Carpal Tunnel Was “Consistent” With Injured Worker’s Job Duties, Proved Texas Workers Compensation Lawyer
In this case, a Texas Workers Compensation Lawyer set out to prove an injured worker’s injury included carpal tunnel syndrome (CTS) in her right hand. The insurance company disagreed, protesting that the injured worker was somehow trying to “change her theory of recovery” to include supposedly new symptoms. The Texas Workers compensation lawyer argued (successfully) that the later symptoms were linked to the initial injury.
The Texas Workers compensation lawyer first convinced a hearing officer that the injured worker’s right-hand CTS was part of her original, compensable (meaning covered by workers comp benefits) injury. Importantly, the Texas Workers compensation lawyer noted, the insurer didn’t even dispute that the injured worker had suffered a compensable injury to her hand. Medical records conclusively proved the injured worker was diagnosed at the time of a fall at work as having a right-hand strain…a fact the carrier had accepted, emphasized the Texas Workers compensation lawyer.
The injured worker was getting treatment from a chiropractor for several months, according to records from the Texas Workers compensation lawyer, but her symptoms didn’t improve. Frustrated at having made little progress, the injured worker sought treatment from a medical doctor who noted loss of function in the ulnar and median nerves. The Texas Workers compensation lawyer showed this doctor then also requested an EMG. The EMG was proof, emphasized the Texas Workers compensation lawyer, the injured worker did indeed have CTS and cubital tunnel syndrome (or CuTS) of the right upper “extremity.” The insurer’s required medical examination (RME) was performed, and the RME doctor also found that the injured worker had CuTS, median tunnel syndrome, and pronator syndrome.
The Texas Workers compensation lawyer observed the RME doctor tried to minimize these findings, saying “Frequently, these are overuse syndromes and the [worker] was involved in repetitive-type tasks prior to the event of tugging on the large pans. Typically, these syndromes are not brought on by a single-tug event. In her situation, she was working for this company during the time when the repeated activities would occur and I will leave it to the hearing officer to decide which event is the one that gets paid for.” In other words, the Texas Workers compensation lawyer noted, the RME wouldn’t blame the fall for the CuTS. But he also didn’t rule it out.
The Texas Workers compensation lawyer responded that whether an injury extends to a particular part of the body (here, the right hand) is a factual matter for the hearing officer to decide. As Texas rules also made clear, noted the Texas Workers compensation lawyer, a timeline alone doesn’t establish a causal connection between an accident and a later-diagnosed injury. In this case, the Texas compensation lawyer emphasized that neither did the months between the fall and the showing of symptoms rule out a connection. In the same way, noted the Texas Workers compensation lawyer, not telling a health care provider until later was also consistent with not disproving the fall or her work caused the cuts.
Generally, lay testimony (in this case, the injured worker’s own testimony, noted the Texas Workers compensation lawyer) showing a sequence of events, which gave a strong, logically traceable connection between the event and the condition. The Texas Workers compensation lawyer also proved that the continuing treatment of the injured worker’s hand was consistent with the condition diagnosed by an MD. This condition was also potentially explained in terms of the full range of what the injured worker did on her job. “This sort of injury,” observed the Texas Workers compensation lawyer, often occurred “over time, as opposed to the single incident” of her first being aware of a hand problem.

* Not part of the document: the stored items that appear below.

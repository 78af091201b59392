//! Ledger and reporting DTOs

use chrono::NaiveDate;
use rust_decimal::Decimal;
use serde::{Deserialize, Serialize};
use uuid::Uuid;
use validator::Validate;

use core_kernel::FundType;
use domain_ledger::{LedgerAccount, LineType, Transaction, TransactionType};

#[derive(Debug, Deserialize, Validate)]
pub struct RecordTransactionDto {
    pub transaction_date: NaiveDate,
    pub transaction_type: TransactionType,
    pub fund_type: FundType,
    #[validate(length(min = 1, max = 20))]
    pub category_code: String,
    #[validate(length(min = 1, max = 500))]
    pub description: String,
    pub lines: Vec<PostingLineDto>,
}

#[derive(Debug, Deserialize)]
pub struct PostingLineDto {
    pub account_id: Uuid,
    pub line_type: LineType,
    pub amount: Decimal,
}

/// Inclusive reporting date range, as query parameters
#[derive(Debug, Deserialize)]
pub struct ReportRangeQuery {
    pub from: NaiveDate,
    pub to: NaiveDate,
}

#[derive(Debug, Serialize)]
pub struct AccountResponse {
    pub id: Uuid,
    pub code: String,
    pub name: String,
    pub account_type: String,
    pub fund_type: Option<FundType>,
    pub is_active: bool,
}

impl From<LedgerAccount> for AccountResponse {
    fn from(a: LedgerAccount) -> Self {
        Self {
            id: *a.id.as_uuid(),
            code: a.code,
            name: a.name,
            account_type: a.account_type.as_str().to_string(),
            fund_type: a.fund_type,
            is_active: a.is_active,
        }
    }
}

#[derive(Debug, Serialize)]
pub struct TransactionResponse {
    pub id: Uuid,
    pub transaction_date: NaiveDate,
    pub transaction_type: TransactionType,
    pub fund_type: FundType,
    pub category_code: String,
    pub description: String,
}

impl From<Transaction> for TransactionResponse {
    fn from(t: Transaction) -> Self {
        Self {
            id: *t.id.as_uuid(),
            transaction_date: t.transaction_date,
            transaction_type: t.transaction_type,
            fund_type: t.fund_type,
            category_code: t.category_code,
            description: t.description,
        }
    }
}
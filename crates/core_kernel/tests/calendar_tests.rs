//! Tests for calendar date arithmetic

use chrono::NaiveDate;
use core_kernel::{add_months, clamp_day_of_month, last_day_of_month, DateRange};

fn ymd(y: i32, m: u32, d: u32) -> NaiveDate {
    NaiveDate::from_ymd_opt(y, m, d).unwrap()
}

#[test]
fn test_month_lengths() {
    assert_eq!(last_day_of_month(2026, 1), 31);
    assert_eq!(last_day_of_month(2026, 2), 28);
    assert_eq!(last_day_of_month(2026, 4), 30);
    assert_eq!(last_day_of_month(2026, 6), 30);
    assert_eq!(last_day_of_month(2026, 9), 30);
    assert_eq!(last_day_of_month(2026, 11), 30);
}

#[test]
fn test_leap_years() {
    assert_eq!(last_day_of_month(2028, 2), 29);
    assert_eq!(last_day_of_month(2100, 2), 28);
    assert_eq!(last_day_of_month(2000, 2), 29);
}

#[test]
fn test_add_zero_months() {
    assert_eq!(add_months(ymd(2026, 7, 15), 0), ymd(2026, 7, 15));
}

#[test]
fn test_add_months_preserves_day_when_valid() {
    assert_eq!(add_months(ymd(2026, 3, 30), 1), ymd(2026, 4, 30));
}

#[test]
fn test_add_months_clamps_into_february() {
    assert_eq!(add_months(ymd(2026, 1, 30), 1), ymd(2026, 2, 28));
    assert_eq!(add_months(ymd(2028, 1, 30), 1), ymd(2028, 2, 29));
}

#[test]
fn test_add_many_months() {
    assert_eq!(add_months(ymd(2026, 7, 1), 24), ymd(2028, 7, 1));
    assert_eq!(add_months(ymd(2026, 11, 1), 14), ymd(2028, 1, 1));
}

#[test]
fn test_due_day_clamp_april() {
    // Due day 31 in a 30-day month resolves to the month's last day.
    let due = clamp_day_of_month(ymd(2027, 4, 1), 31);
    assert_eq!(due, ymd(2027, 4, 30));
}

#[test]
fn test_due_day_clamp_noop_for_valid_day() {
    let due = clamp_day_of_month(ymd(2026, 7, 1), 15);
    assert_eq!(due, ymd(2026, 7, 15));
}

#[test]
fn test_range_days_inclusive() {
    let range = DateRange::new(ymd(2026, 7, 1), ymd(2026, 7, 1)).unwrap();
    assert_eq!(range.days(), 1);

    let year = DateRange::new(ymd(2026, 7, 1), ymd(2027, 6, 30)).unwrap();
    assert_eq!(year.days(), 365);
}

#[test]
fn test_adjacent_ranges_do_not_overlap() {
    let a = DateRange::new(ymd(2026, 7, 1), ymd(2026, 9, 30)).unwrap();
    let b = DateRange::new(ymd(2026, 10, 1), ymd(2026, 12, 31)).unwrap();
    assert!(!a.overlaps(&b));
    assert!(!b.overlaps(&a));
}
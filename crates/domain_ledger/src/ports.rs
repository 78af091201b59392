//! Ledger Domain Ports
//!
//! The `LedgerStore` trait covers the reads the report reducers need
//! (already scoped by scheme, date range and soft-delete flags) plus
//! writes for the chart of accounts and transactions.

use async_trait::async_trait;
use chrono::NaiveDate;

use core_kernel::{DateRange, DomainPort, PortError, SchemeId, TransactionId};

use crate::account::LedgerAccount;
use crate::fund_summary::FundOpeningBalances;
use crate::transaction::{CategoryMovement, FundMovement, PostedLine, Transaction, TransactionLine};

/// Persistence port for the ledger domain
#[async_trait]
pub trait LedgerStore: DomainPort {
    // Chart of accounts

    /// Persists a batch of accounts
    async fn insert_accounts(&self, accounts: &[LedgerAccount]) -> Result<(), PortError>;

    /// Lists a scheme's active accounts ordered by code
    async fn list_accounts(&self, scheme_id: SchemeId) -> Result<Vec<LedgerAccount>, PortError>;

    // Transactions

    /// Persists a transaction together with its posting lines
    async fn insert_transaction(
        &self,
        transaction: &Transaction,
        lines: &[TransactionLine],
    ) -> Result<(), PortError>;

    /// Soft-deletes a transaction; its lines stop contributing to reports
    async fn soft_delete_transaction(
        &self,
        scheme_id: SchemeId,
        id: TransactionId,
    ) -> Result<(), PortError>;

    // Report inputs, excluding soft-deleted transactions

    /// Posting lines joined with their accounts for a date range
    async fn list_posted_lines(
        &self,
        scheme_id: SchemeId,
        range: DateRange,
    ) -> Result<Vec<PostedLine>, PortError>;

    /// Fund-level movements for a date range
    async fn list_fund_movements(
        &self,
        scheme_id: SchemeId,
        range: DateRange,
    ) -> Result<Vec<FundMovement>, PortError>;

    /// Categorised movements for a date range
    async fn list_category_movements(
        &self,
        scheme_id: SchemeId,
        range: DateRange,
    ) -> Result<Vec<CategoryMovement>, PortError>;

    /// Per-fund balances accumulated from all movements before the date
    async fn opening_fund_balances(
        &self,
        scheme_id: SchemeId,
        before: NaiveDate,
    ) -> Result<FundOpeningBalances, PortError>;
}
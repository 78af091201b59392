//! Transactions and posting lines
//!
//! A transaction records one movement of money through a scheme's trust
//! account. Its double-entry posting lines are immutable once created;
//! corrections are new reversing transactions, never edits.

use chrono::{DateTime, NaiveDate, Utc};
use serde::{Deserialize, Serialize};
use std::fmt;
use std::str::FromStr;

use core_kernel::{AccountId, FundType, Money, SchemeId, TransactionId, TransactionLineId};

use crate::error::LedgerError;

/// Direction of money movement at the transaction level
#[derive(Debug, Clone, Copy, PartialEq, Eq, Serialize, Deserialize)]
#[serde(rename_all = "snake_case")]
pub enum TransactionType {
    Receipt,
    Payment,
}

impl TransactionType {
    pub fn as_str(&self) -> &'static str {
        match self {
            TransactionType::Receipt => "receipt",
            TransactionType::Payment => "payment",
        }
    }
}

impl fmt::Display for TransactionType {
    fn fmt(&self, f: &mut fmt::Formatter<'_>) -> fmt::Result {
        write!(f, "{}", self.as_str())
    }
}

impl FromStr for TransactionType {
    type Err = LedgerError;

    fn from_str(s: &str) -> Result<Self, Self::Err> {
        match s {
            "receipt" => Ok(TransactionType::Receipt),
            "payment" => Ok(TransactionType::Payment),
            other => Err(LedgerError::Validation(format!(
                "Unknown transaction type: {}",
                other
            ))),
        }
    }
}

/// Side of a double-entry posting
#[derive(Debug, Clone, Copy, PartialEq, Eq, Serialize, Deserialize)]
#[serde(rename_all = "snake_case")]
pub enum LineType {
    Debit,
    Credit,
}

impl LineType {
    pub fn as_str(&self) -> &'static str {
        match self {
            LineType::Debit => "debit",
            LineType::Credit => "credit",
        }
    }
}

impl fmt::Display for LineType {
    fn fmt(&self, f: &mut fmt::Formatter<'_>) -> fmt::Result {
        write!(f, "{}", self.as_str())
    }
}

impl FromStr for LineType {
    type Err = LedgerError;

    fn from_str(s: &str) -> Result<Self, Self::Err> {
        match s {
            "debit" => Ok(LineType::Debit),
            "credit" => Ok(LineType::Credit),
            other => Err(LedgerError::Validation(format!(
                "Unknown line type: {}",
                other
            ))),
        }
    }
}

/// One movement of money through the trust account
#[derive(Debug, Clone, Serialize, Deserialize)]
pub struct Transaction {
    /// Unique identifier
    pub id: TransactionId,
    /// Owning scheme
    pub scheme_id: SchemeId,
    /// Date of the movement
    pub transaction_date: NaiveDate,
    /// Receipt or payment
    pub transaction_type: TransactionType,
    /// Fund the movement belongs to
    pub fund_type: FundType,
    /// Report category code (chart-of-accounts code)
    pub category_code: String,
    /// Description for statements
    pub description: String,
    /// Soft-delete flag; deleted transactions are excluded from reports
    pub is_deleted: bool,
    /// Created timestamp
    pub created_at: DateTime<Utc>,
}

impl Transaction {
    /// Creates a new transaction
    pub fn new(
        scheme_id: SchemeId,
        transaction_date: NaiveDate,
        transaction_type: TransactionType,
        fund_type: FundType,
        category_code: impl Into<String>,
        description: impl Into<String>,
    ) -> Self {
        Self {
            id: TransactionId::new_v7(),
            scheme_id,
            transaction_date,
            transaction_type,
            fund_type,
            category_code: category_code.into(),
            description: description.into(),
            is_deleted: false,
            created_at: Utc::now(),
        }
    }
}

/// An immutable double-entry posting belonging to a transaction
#[derive(Debug, Clone, Serialize, Deserialize)]
pub struct TransactionLine {
    /// Unique identifier
    pub id: TransactionLineId,
    /// Owning transaction
    pub transaction_id: TransactionId,
    /// Posted account
    pub account_id: AccountId,
    /// Debit or credit
    pub line_type: LineType,
    /// Posted amount, always non-negative
    pub amount: Money,
}

impl TransactionLine {
    /// Creates a new posting line
    pub fn new(
        transaction_id: TransactionId,
        account_id: AccountId,
        line_type: LineType,
        amount: Money,
    ) -> Self {
        Self {
            id: TransactionLineId::new_v7(),
            transaction_id,
            account_id,
            line_type,
            amount,
        }
    }
}

/// A posting line joined with its account, the trial balance input shape
#[derive(Debug, Clone, Serialize, Deserialize)]
pub struct PostedLine {
    pub account_id: AccountId,
    pub account_code: String,
    pub account_name: String,
    pub line_type: LineType,
    pub amount: Money,
}

/// A fund-level movement, the fund balance summary input shape
#[derive(Debug, Clone, Serialize, Deserialize)]
pub struct FundMovement {
    pub fund_type: FundType,
    pub transaction_type: TransactionType,
    pub amount: Money,
}

/// A categorised movement, the income statement input shape
#[derive(Debug, Clone, Serialize, Deserialize)]
pub struct CategoryMovement {
    pub category_code: String,
    pub category_name: String,
    pub fund_type: FundType,
    pub transaction_type: TransactionType,
    pub amount: Money,
}

#[cfg(test)]
mod tests {
    use super::*;

    #[test]
    fn test_type_round_trips() {
        for t in [TransactionType::Receipt, TransactionType::Payment] {
            let parsed: TransactionType = t.as_str().parse().unwrap();
            assert_eq!(parsed, t);
        }
        for l in [LineType::Debit, LineType::Credit] {
            let parsed: LineType = l.as_str().parse().unwrap();
            assert_eq!(parsed, l);
        }
    }
}
//! Kernel error type
//!
//! Domain crates carry their own error enums; this type only covers
//! failures produced inside the kernel itself.

use thiserror::Error;

use crate::calendar::CalendarError;
use crate::money::MoneyError;

#[derive(Debug, Error)]
pub enum CoreError {
    #[error("Money error: {0}")]
    Money(#[from] MoneyError),

    #[error("Calendar error: {0}")]
    Calendar(#[from] CalendarError),

    #[error("Validation error: {0}")]
    Validation(String),
}

impl CoreError {
    pub fn validation(message: impl Into<String>) -> Self {
        CoreError::Validation(message.into())
    }
}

Through use of job evaluations, the Texas Workers compensation lawyer went on to show a potential causal link existed between her on-the-job activities and the repeat stress injury.
The Texas Workers compensation lawyer fully convinced the Appeals Panel that there was “definite and persuasive” evidence concerning the repetitive nature of the injured worker’s work. There was also a possibility the fall made the condition worse. The appeals panel upheld the award.
Workers experiencing repeat stress injuries frequently keep on working. A Texas Workers compensation lawyer is aware of this, and can help. This help begins when a worker seeks medical and legal advice. Experts advise that before the stress injury becomes too severe, to talk with an experienced Texas Workers compensation lawyer.